Papa John's is coming! Just the sound of this brings fear in the hearts of some pizza store owners. Remember that Goliath was beaten by a precisely placed stone from wee David. Pizza Rita in Spokane, Wash., heard that one of the Goliath's in the pizza industry was coming to their turf and accepted the challenge. Guess what? The outcome was Papa John's taking a shot right between the eyes from one of the David's of the pizza industry.
Brian and June Dickmann, owners of two Pizza Rita stores in eastern Washington, know what it takes to win against a competitor that has sent many other less prepared pizzeria owners to bankruptcy court. Doing what you say you will do and providing great service and food on a continual basis is the policy Brian says they have lived by for the last 11 years. In this time, they have seen several pizzerias, such as Little Caesar's, Pizza Time, Pizza Haven, Roxy's and Stuft Pizza, come and go.
"Papa John's arrogantly came in here believing they could march in with the success they were having in other areas of the country and outsell us smaller independents," says Brian. "We do $1 to $1.4 million a year and we didn't get here with arrogance or rolling over to die when some of the bigger chains came to town. We let our customers, service and employees do the talking for us." What helped Brian win the battle against his new competitor was applying his policy and using Papa John's mistakes against them.
Papa John's used two aggressive strategies in an attempt to gain a foothold in Pizza Rita's territory. First, they positioned their store in a former Little Caesar's building near Pizza Rita and North Central High School. This was a strategy they used to attract hungry teenagers from the high school, who happen to be some of Pizza Rita's best customers. By placing their store near the high school, they could then begin to target this customer base with promotions aimed directly at the students. The location they chose made them a new and convenient alternative to the established Pizza Rita location.
Papa John's promotional strategy went right into the heart of the student population. They placed small stickers with free pizza, cheese sticks or soda offers on every fourth bottle of Coca-Cola sold in vending machines at the school. Now when students purchased sodas they had an incentive to try the new pizza giant in town. Pizza Rita showed no fear in the attempt to grab their customers. Because Pizza Rita has always accepted competitor's coupons, they welcomed the promotion. Since Papa John's paid for the printing and distribution, Pizza Rita now had a free promotion at Papa John's expense. Pizza Rita also offers a free pizza to anyone who buys an unsatisfactory pizza from any competitor. If students did use the Papa John's coupons placed on the sodas to try a new pizza and were not satisfied, Pizza Rita would be right there, like an old friend, to make sure they got what they wanted. Backing up this guarantee is what Brian says makes Pizza Rita the pizza choice for the people in Spokane.

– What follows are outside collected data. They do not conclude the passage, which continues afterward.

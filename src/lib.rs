#![doc = include_str!("../README.md")]

// private mods (will be partly re-exported)
mod error;
mod grain;
mod repository;
mod source;

// public, flat re-exports
pub use error::Error;

pub use grain::{Grain, GrainFeatures, GrainParameter, GrainPlacement};

pub use repository::{GrainQuery, GrainRecord, GrainRepository, MemoryGrainRepository};

pub use source::{
    load_grain_samples, FileSourceAccessor, MemorySourceAccessor, SourceAudioAccessor,
};

pub use render::{
    block::RenderedBlock,
    crossfade::{crossfade, crossfade_chain},
    merge::merge,
    pipeline::{render_sections, RenderConfig},
    pool::{render_candidates, render_candidates_with_threads},
    window::{GrainWindowMode, WindowFunction},
};

pub use effect::{apply_effects, Effect};

pub use output::WavOutputSpec;
#[cfg(feature = "wav-output")]
pub use output::wav::write_wav;

// public mods
pub mod effect;
pub mod output;
pub mod render;
pub mod sequence;
pub mod utils;

pub mod effects {
    //! Set of basic offline effect implementations for rendered blocks.

    pub use super::effect::{
        fade::FadeEffect,
        filter::{FilterEffect, FilterEffectType},
        gain::GainEffect,
        modulation::{AmplitudeModulationEffect, ModulationPartial},
    };
}
use std::{error, fmt, io};

// -------------------------------------------------------------------------------------------------

/// Provides an enumeration of all possible errors reported by grainsmith.
#[derive(Debug)]
#[allow(clippy::enum_variant_names)]
pub enum Error {
    /// A repository query or assembly input yielded no grains.
    EmptySelectionError,
    /// A repository predicate which can't be evaluated.
    MalformedQueryError(String),
    /// A grain's source file could not be resolved in any of the search roots.
    MissingSourceFileError(String),
    /// A grain's frame range exceeds the decoded source file.
    SourceRangeError {
        source_ref: String,
        start_frame: usize,
        end_frame: usize,
        frame_count: usize,
    },
    AudioDecodingError(Box<dyn error::Error + Send + Sync>),
    OutputError(Box<dyn error::Error + Send + Sync>),
    ParameterError(String),
    WorkerError(String),
    IoError(io::Error),
}

impl error::Error for Error {}

impl fmt::Display for Error {
    fn fmt(&self, f: &mut fmt::Formatter<'_>) -> fmt::Result {
        match self {
            Self::EmptySelectionError => write!(f, "Selection contains no grains"),
            Self::MalformedQueryError(str) => write!(f, "Malformed grain query: {str}"),
            Self::MissingSourceFileError(source_ref) => {
                write!(f, "Source file '{source_ref}' not found")
            }
            Self::SourceRangeError {
                source_ref,
                start_frame,
                end_frame,
                frame_count,
            } => write!(
                f,
                "Frame range {start_frame}..{end_frame} exceeds source file '{source_ref}' \
                with {frame_count} frames"
            ),
            Self::AudioDecodingError(err) | Self::OutputError(err) => err.fmt(f),
            Self::ParameterError(str) => write!(f, "Invalid parameter: {str}"),
            Self::WorkerError(str) => write!(f, "Render worker failed: {str}"),
            Self::IoError(err) => err.fmt(f),
        }
    }
}

impl From<io::Error> for Error {
    fn from(err: io::Error) -> Error {
        Error::IoError(err)
    }
}

#[cfg(feature = "wav-output")]
impl From<hound::Error> for Error {
    fn from(err: hound::Error) -> Error {
        match err {
            hound::Error::IoError(err) => Error::IoError(err),
            err => Error::OutputError(Box::new(err)),
        }
    }
}
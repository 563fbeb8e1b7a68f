//! Sinks which persist rendered blocks.

#[cfg(feature = "wav-output")]
pub mod wav;

use crate::Error;

// -------------------------------------------------------------------------------------------------

/// Encoding of written audio files.
#[derive(Debug, Clone, Copy, PartialEq, Eq)]
pub struct WavOutputSpec {
    pub sample_rate: u32,
    /// 16 or 24 for integer samples, 32 for float samples.
    pub bits_per_sample: u16,
}

impl Default for WavOutputSpec {
    fn default() -> Self {
        Self {
            sample_rate: 44100,
            bits_per_sample: 16,
        }
    }
}

impl WavOutputSpec {
    pub fn new(sample_rate: u32, bits_per_sample: u16) -> Self {
        Self {
            sample_rate,
            bits_per_sample,
        }
    }

    pub fn validate(&self) -> Result<(), Error> {
        if self.sample_rate == 0 {
            return Err(Error::ParameterError(
                "Output sample rate must be > 0".to_string(),
            ));
        }
        if ![16, 24, 32].contains(&self.bits_per_sample) {
            return Err(Error::ParameterError(format!(
                "Output bits per sample must be 16, 24 or 32, but is {}",
                self.bits_per_sample
            )));
        }
        Ok(())
    }
}

// -------------------------------------------------------------------------------------------------
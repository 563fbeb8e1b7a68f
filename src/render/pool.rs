use std::{
    panic::{catch_unwind, AssertUnwindSafe},
    thread,
};

use rand::{rngs::SmallRng, SeedableRng};

use crate::Error;

// -------------------------------------------------------------------------------------------------

/// Run `count` independent render jobs in parallel, using at most one thread per CPU.
///
/// See [`render_candidates_with_threads`].
pub fn render_candidates<T, F>(
    count: usize,
    base_seed: u64,
    job: F,
) -> Result<Vec<Result<T, Error>>, Error>
where
    T: Send,
    F: Fn(usize, &mut SmallRng) -> Result<T, Error> + Sync,
{
    render_candidates_with_threads(count, base_seed, num_cpus::get(), job)
}

/// Run `count` independent render jobs on at most `thread_count` worker threads.
///
/// Each job gets its index and its own random generator, seeded with `base_seed + index`, so
/// results are reproducible no matter which worker runs a job. Jobs never share state besides
/// what the job closure itself borrows, which therefore must be safe for concurrent read-only
/// access.
///
/// Failures are isolated per job: errors are returned as the job's result, panics are caught and
/// reported as [`Error::WorkerError`]. Results are returned in job order. The outer result only
/// fails when no worker thread could be spawned.
pub fn render_candidates_with_threads<T, F>(
    count: usize,
    base_seed: u64,
    thread_count: usize,
    job: F,
) -> Result<Vec<Result<T, Error>>, Error>
where
    T: Send,
    F: Fn(usize, &mut SmallRng) -> Result<T, Error> + Sync,
{
    if count == 0 {
        return Ok(Vec::new());
    }
    let thread_count = thread_count.clamp(1, count);

    let (job_sender, job_receiver) = crossbeam_channel::unbounded::<usize>();
    let (result_sender, result_receiver) = crossbeam_channel::unbounded();
    for index in 0..count {
        // the receiver is alive, so this can't fail
        let _ = job_sender.send(index);
    }
    drop(job_sender);

    let job = &job;
    let spawned = thread::scope(|scope| {
        let mut spawned = 0;
        for worker_id in 0..thread_count {
            let job_receiver = job_receiver.clone();
            let result_sender = result_sender.clone();
            let worker = thread::Builder::new()
                .name(format!("grainsmith-render-worker-{worker_id}"))
                .spawn_scoped(scope, move || {
                    log::debug!("Render worker #{worker_id} started");
                    for index in job_receiver {
                        let result = run_job(index, base_seed, job);
                        if result_sender.send((index, result)).is_err() {
                            break;
                        }
                    }
                });
            match worker {
                Ok(_) => spawned += 1,
                Err(err) => log::error!("Failed to spawn render worker #{worker_id}: {err}"),
            }
        }
        spawned
    });
    drop(result_sender);
    if spawned == 0 {
        return Err(Error::WorkerError(
            "Failed to spawn any render worker thread".to_string(),
        ));
    }

    let mut results = (0..count).map(|_| None).collect::<Vec<_>>();
    for (index, result) in result_receiver {
        results[index] = Some(result);
    }
    Ok(results
        .into_iter()
        .enumerate()
        .map(|(index, result)| {
            result.unwrap_or_else(|| {
                Err(Error::WorkerError(format!(
                    "Render job #{index} did not complete"
                )))
            })
        })
        .collect())
}

// -------------------------------------------------------------------------------------------------

fn run_job<T, F>(index: usize, base_seed: u64, job: &F) -> Result<T, Error>
where
    F: Fn(usize, &mut SmallRng) -> Result<T, Error>,
{
    let mut rng = SmallRng::seed_from_u64(base_seed.wrapping_add(index as u64));
    match catch_unwind(AssertUnwindSafe(|| job(index, &mut rng))) {
        Ok(Ok(result)) => {
            log::info!("Render job #{index} finished");
            Ok(result)
        }
        Ok(Err(err)) => {
            log::error!("Render job #{index} failed: {err}");
            Err(err)
        }
        Err(payload) => {
            let message = panic_message::panic_message(&payload).to_string();
            log::error!("Ouch. Render job #{index} panicked: {message}");
            Err(Error::WorkerError(format!(
                "Render job #{index} panicked: {message}"
            )))
        }
    }
}

// -------------------------------------------------------------------------------------------------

Pizza Rita began to benefit from Papa John's promotion and mistakes shortly after the coupons were issued at the high school. Papa's first mistake came when they put up resistance to several students who tried to use Papa John's coupons. Unfortunately for Papa John's, the damage was compounded by the fact that a writer for the high school newspaper was there on one occasion. According to an article that Staff Writer Danielle Lillemon wrote that appeared in the school's newspaper, the new pizzeria handled their new market poorly (straight from the mouths of babes). In the same article, she said that when she visited the new Papa John's location the service was slow and employees "were not very friendly." She went on to tell of how a customer came in Papa John's to redeem a free pizza coupon while she was there and was asked for ID to get his free pizza. She said that this was not mentioned on the free offer. What may have done the most damage was when she wrote of how employees mocked the customer after he left the store. (You never know who's watching.) In that same article, she sang the praises of customer service at Pizza Rita. This, according to Brian, sent customers with Papa John's coupons flocking to Pizza Rita.

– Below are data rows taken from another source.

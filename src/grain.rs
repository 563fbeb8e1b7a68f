//! Grain records and placement bookkeeping.

use std::collections::BTreeMap;

use crate::Error;

// -------------------------------------------------------------------------------------------------

/// Named numeric descriptors of a grain, such as its frequency, energy or spectral measures.
///
/// Features are computed by an external analysis step. Here they are read-only and only serve as
/// sort or selection keys. A missing feature is the equivalent of a `NULL` value.
#[derive(Debug, Default, Clone, PartialEq)]
pub struct GrainFeatures(BTreeMap<String, f64>);

impl GrainFeatures {
    pub fn new() -> Self {
        Self::default()
    }

    /// Builder style setter for a single feature.
    pub fn with(mut self, name: &str, value: f64) -> Self {
        self.insert(name, value);
        self
    }

    pub fn insert(&mut self, name: &str, value: f64) {
        self.0.insert(name.to_string(), value);
    }

    pub fn get(&self, name: &str) -> Option<f64> {
        self.0.get(name).copied()
    }

    pub fn contains(&self, name: &str) -> bool {
        self.0.contains_key(name)
    }

    pub fn len(&self) -> usize {
        self.0.len()
    }

    pub fn is_empty(&self) -> bool {
        self.0.is_empty()
    }

    pub fn iter(&self) -> impl Iterator<Item = (&str, f64)> {
        self.0.iter().map(|(name, value)| (name.as_str(), *value))
    }
}

impl<S: Into<String>> FromIterator<(S, f64)> for GrainFeatures {
    fn from_iter<T: IntoIterator<Item = (S, f64)>>(iter: T) -> Self {
        Self(iter.into_iter().map(|(k, v)| (k.into(), v)).collect())
    }
}

// -------------------------------------------------------------------------------------------------

/// Absolute placement of a grain in the output timeline, in sample frames.
#[derive(Debug, Clone, Copy, PartialEq, Eq)]
pub struct GrainPlacement {
    pub start_idx: usize,
    pub end_idx: usize,
}

impl GrainPlacement {
    pub fn len(&self) -> usize {
        self.end_idx - self.start_idx
    }

    pub fn is_empty(&self) -> bool {
        self.end_idx == self.start_idx
    }
}

// -------------------------------------------------------------------------------------------------

/// Integer grain fields which can be randomized via
/// [`randomize_param`](crate::sequence::mutate::randomize_param).
#[derive(
    Clone, Copy, Debug, PartialEq, Eq, strum::EnumString, strum::Display, strum::VariantNames,
)]
pub enum GrainParameter {
    DistanceBetweenGrains,
    Channel,
}

impl GrainParameter {
    /// Check if the given value is in this parameter's valid range.
    pub fn validate(&self, value: i64) -> Result<(), Error> {
        match self {
            GrainParameter::DistanceBetweenGrains => Ok(()),
            GrainParameter::Channel => {
                if value < 0 {
                    return Err(Error::ParameterError(format!(
                        "Grain channel must be >= 0, but is {value}"
                    )));
                }
                Ok(())
            }
        }
    }
}

// -------------------------------------------------------------------------------------------------

/// A reference to a contiguous span of a source recording plus its placement metadata.
///
/// Grains are created as read-only templates from repository records, then cloned by the
/// assemblers. Each clone owns its own `distance_between_grains`, `channel` and placement, so
/// mutating one occurrence of a grain never affects other occurrences of the same template.
#[derive(Debug, Clone, PartialEq)]
pub struct Grain {
    id: Option<u64>,
    source_ref: String,
    start_frame: usize,
    end_frame: usize,
    features: GrainFeatures,
    placement: Option<GrainPlacement>,
    /// Waveform of the grain's span. `None` until a source accessor loaded it.
    pub samples: Option<Vec<f32>>,
    /// Gap (positive) or overlap (negative) in frames relative to the previous grain in its
    /// sequence. Ignored for the first grain of a sequence.
    pub distance_between_grains: i64,
    /// Destination channel in the rendered output buffer.
    pub channel: usize,
}

impl Grain {
    /// Create a new unplaced grain for the given source span.
    /// `end_frame` must be greater than `start_frame`.
    pub fn new(source_ref: &str, start_frame: usize, end_frame: usize) -> Result<Self, Error> {
        if end_frame <= start_frame {
            return Err(Error::ParameterError(format!(
                "Grain end frame must be > start frame, but is {end_frame} <= {start_frame}"
            )));
        }
        Ok(Self {
            id: None,
            source_ref: source_ref.to_string(),
            start_frame,
            end_frame,
            features: GrainFeatures::default(),
            placement: None,
            samples: None,
            distance_between_grains: 0,
            channel: 0,
        })
    }

    /// Create a new grain with already loaded samples. The source span is `0..samples.len()`.
    pub fn with_samples(source_ref: &str, samples: Vec<f32>) -> Result<Self, Error> {
        let mut grain = Self::new(source_ref, 0, samples.len())?;
        grain.samples = Some(samples);
        Ok(grain)
    }

    /// Builder style setter for the grain's features.
    pub fn with_features(mut self, features: GrainFeatures) -> Self {
        self.features = features;
        self
    }

    /// Builder style setter for the grain's repository id.
    pub fn with_id(mut self, id: u64) -> Self {
        self.id = Some(id);
        self
    }

    /// Repository id of the record this grain got created from, if any.
    pub fn id(&self) -> Option<u64> {
        self.id
    }

    /// Identifier of the originating audio file.
    pub fn source_ref(&self) -> &str {
        &self.source_ref
    }

    pub fn start_frame(&self) -> usize {
        self.start_frame
    }

    pub fn end_frame(&self) -> usize {
        self.end_frame
    }

    /// Number of source frames this grain spans.
    pub fn frame_count(&self) -> usize {
        self.end_frame - self.start_frame
    }

    pub fn features(&self) -> &GrainFeatures {
        &self.features
    }

    /// Shortcut for `self.features().get(name)`.
    pub fn feature(&self, name: &str) -> Option<f64> {
        self.features.get(name)
    }

    /// Absolute placement in the output timeline, once positions got calculated.
    pub fn placement(&self) -> Option<GrainPlacement> {
        self.placement
    }

    pub fn start_idx(&self) -> Option<usize> {
        self.placement.map(|p| p.start_idx)
    }

    pub fn end_idx(&self) -> Option<usize> {
        self.placement.map(|p| p.end_idx)
    }

    pub fn is_placed(&self) -> bool {
        self.placement.is_some()
    }

    /// Freeze the grain's placement. Placements can only be set once.
    pub(crate) fn place(&mut self, placement: GrainPlacement) -> Result<(), Error> {
        if self.placement.is_some() {
            return Err(Error::ParameterError(format!(
                "Grain from '{}' already got positioned",
                self.source_ref
            )));
        }
        self.placement = Some(placement);
        Ok(())
    }

    /// Clone of this grain without its placement, as used by the assemblers.
    pub(crate) fn to_unplaced(&self) -> Self {
        Self {
            placement: None,
            ..self.clone()
        }
    }

    /// Read the given integer parameter.
    pub fn param(&self, param: GrainParameter) -> i64 {
        match param {
            GrainParameter::DistanceBetweenGrains => self.distance_between_grains,
            GrainParameter::Channel => self.channel as i64,
        }
    }

    /// Set the given integer parameter, validating its range.
    pub fn set_param(&mut self, param: GrainParameter, value: i64) -> Result<(), Error> {
        param.validate(value)?;
        match param {
            GrainParameter::DistanceBetweenGrains => {
                self.distance_between_grains = value;
            }
            GrainParameter::Channel => {
                self.channel = value as usize;
            }
        }
        Ok(())
    }
}

// -------------------------------------------------------------------------------------------------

Pizza Rita seized this opportunity and went to work. With a small investment of a Polaroid camera, they took pictures showing customers getting what they want; a great, free pizza with a coupon supplied and distributed by Papa John's. They displayed these pictures on a large banner made from the bright, green coupons "thanking" Papa John's for their assistance in promoting Pizza Rita. They posted a "thank you" letter in their store addressed directly to Papa John's and even sent one to the Papa John's store manager. "When one pizza shop thanks another in big letters in their front window, it gets noticed," says Brian. "Which is ultimately what we want. Papa John's even sent a couple of their employees over here to see what we were doing. In just three weeks, Pizza Rita accepted more than 300 of the coupons Papa John's issued on Cokes.
Brian explains that his crew never speaks negatively about customers, whether they are in the store or not. He says that they continually strive to be as pleasant and fast as possible and it reflects in the loyalty of his customers. He says that this is how a small guy can beat the big chains, along with recipes that he thinks taste better than the uniform taste of chain pizzas.